BEGIN Records for this exercise
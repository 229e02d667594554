use crate::config::GeneratorConfig;
use crate::session::Session;
use looplens_core::{FrameKind, SchedulerPhase, Timeline};
use looplens_script::{Interpreter, ScriptError, parse_with_limit};

/// Turns a script into a replayable timeline of scheduler snapshots.
///
/// The generator only holds configuration. Every call to [`generate`]
/// builds its own session, so calls never observe each other's state.
///
/// [`generate`]: TimelineGenerator::generate
#[derive(Debug, Clone, Default)]
pub struct TimelineGenerator {
    config: GeneratorConfig,
}

/// Why the drain loop stopped early.
enum Halt {
    Iterations,
    DeferredBacklog,
}

impl TimelineGenerator {
    pub fn new() -> Self {
        Self::default()
    }

    pub fn with_config(config: GeneratorConfig) -> Self {
        Self { config }
    }

    pub fn config(&self) -> &GeneratorConfig {
        &self.config
    }

    /// Runs `source` to completion and returns every recorded snapshot.
    ///
    /// Never fails: script errors end the timeline with an error snapshot.
    pub fn generate(&self, source: &str) -> Timeline {
        let span = tracing::debug_span!("generate", lines = source.lines().count());
        let _guard = span.enter();

        let mut session = Session::new(&self.config, source);
        let mut interp = Interpreter::with_limits(self.config.limits());

        session.snap(None, "Idle", SchedulerPhase::Idle);
        session.push_frame("main()", FrameKind::Main, Some(1));
        session.snap(Some(1), "Start script execution", SchedulerPhase::Idle);

        if let Err(err) = self.run(source, &mut session, &mut interp) {
            tracing::warn!(error = %err, "script aborted");
            session.fail(&err);
        }

        let timeline = session.close();
        tracing::debug!(
            snapshots = timeline.len(),
            steps = interp.steps(),
            "timeline generated"
        );
        timeline
    }

    fn run(
        &self,
        source: &str,
        session: &mut Session<'_>,
        interp: &mut Interpreter,
    ) -> Result<(), ScriptError> {
        let program = parse_with_limit(source, self.config.max_nesting)?;
        interp.exec_program(&program, session)?;

        session.pop_frame();
        session.snap(None, "Main script finished", SchedulerPhase::Idle);

        match self.drain(session, interp)? {
            None => Ok(()),
            Some(halt) => {
                match halt {
                    Halt::Iterations => tracing::warn!(
                        limit = self.config.max_iterations,
                        "iteration limit reached"
                    ),
                    Halt::DeferredBacklog => tracing::warn!(
                        limit = self.config.max_deferred_per_checkpoint,
                        "deferred queue never drained"
                    ),
                }
                if self.config.announce_iteration_limit {
                    session.snap(None, "Event Loop: iteration limit reached", SchedulerPhase::Idle);
                }
                Ok(())
            }
        }
    }

    fn drain(
        &self,
        session: &mut Session<'_>,
        interp: &mut Interpreter,
    ) -> Result<Option<Halt>, ScriptError> {
        let mut iteration = 0;

        while session.has_work() {
            if iteration >= self.config.max_iterations {
                return Ok(Some(Halt::Iterations));
            }
            iteration += 1;
            tracing::trace!(iteration, "event loop tick");

            session.snap(None, "Event Loop: Checking Call Stack...", SchedulerPhase::Checking);
            if !session.stack_is_empty() {
                continue;
            }

            if session.has_deferred() {
                session.snap(None, "Event Loop: Microtasks found!", SchedulerPhase::Checking);
            }

            let mut drained = 0;
            while session.has_deferred() {
                if drained >= self.config.max_deferred_per_checkpoint {
                    return Ok(Some(Halt::DeferredBacklog));
                }
                let Some(task) = session.pop_deferred() else {
                    break;
                };
                drained += 1;

                session.snap(
                    None,
                    "Event Loop: Moving Microtask to Call Stack",
                    SchedulerPhase::PromotingDeferred,
                );
                let name = if task.is_continuation() {
                    "Promise Callback"
                } else {
                    "Microtask Callback"
                };
                session.push_frame(name, FrameKind::DeferredCallback, None);
                session.snap(None, "Run Microtask", SchedulerPhase::Idle);

                tracing::debug!(task = task.id, kind = ?task.kind, "running deferred task");
                if let Some(callback) = session.take_callback(&task) {
                    interp.run_callback(callback, session)?;
                }

                session.pop_frame();
                session.snap(None, "Microtask finished", SchedulerPhase::Idle);

                if session.has_deferred() {
                    session.snap(
                        None,
                        "Event Loop: Checking next Microtask...",
                        SchedulerPhase::Checking,
                    );
                }
            }

            if session.has_timers() {
                session.snap(
                    None,
                    "Event Loop: Microtasks empty. Checking Macrotasks...",
                    SchedulerPhase::Checking,
                );
                session.promote_timer();
                session.snap(None, "Timer finished -> Macrotask Queue", SchedulerPhase::Idle);
                session.snap(
                    None,
                    "Event Loop: Moving Macrotask to Call Stack",
                    SchedulerPhase::PromotingReady,
                );

                if let Some(task) = session.pop_ready() {
                    session.push_frame("Timeout Callback", FrameKind::TimerCallback, None);
                    session.snap(None, "Run Macrotask", SchedulerPhase::Idle);

                    tracing::debug!(task = task.id, "running timer task");
                    if let Some(callback) = session.take_callback(&task) {
                        interp.run_callback(callback, session)?;
                    }

                    session.pop_frame();
                    session.snap(None, "Macrotask finished", SchedulerPhase::Idle);
                }
            } else if iteration == 1 && !session.has_deferred() {
                session.snap(None, "Event Loop: No tasks in queues", SchedulerPhase::Checking);
            }
        }

        Ok(None)
    }
}

/// Generates a timeline with the default configuration.
pub fn generate(source: &str) -> Timeline {
    TimelineGenerator::new().generate(source)
}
END Records for this exercise
_Exercise_
What is needed is the number of lines in these entries that include the word "running"; please give it alone.

_Solution to this task_
2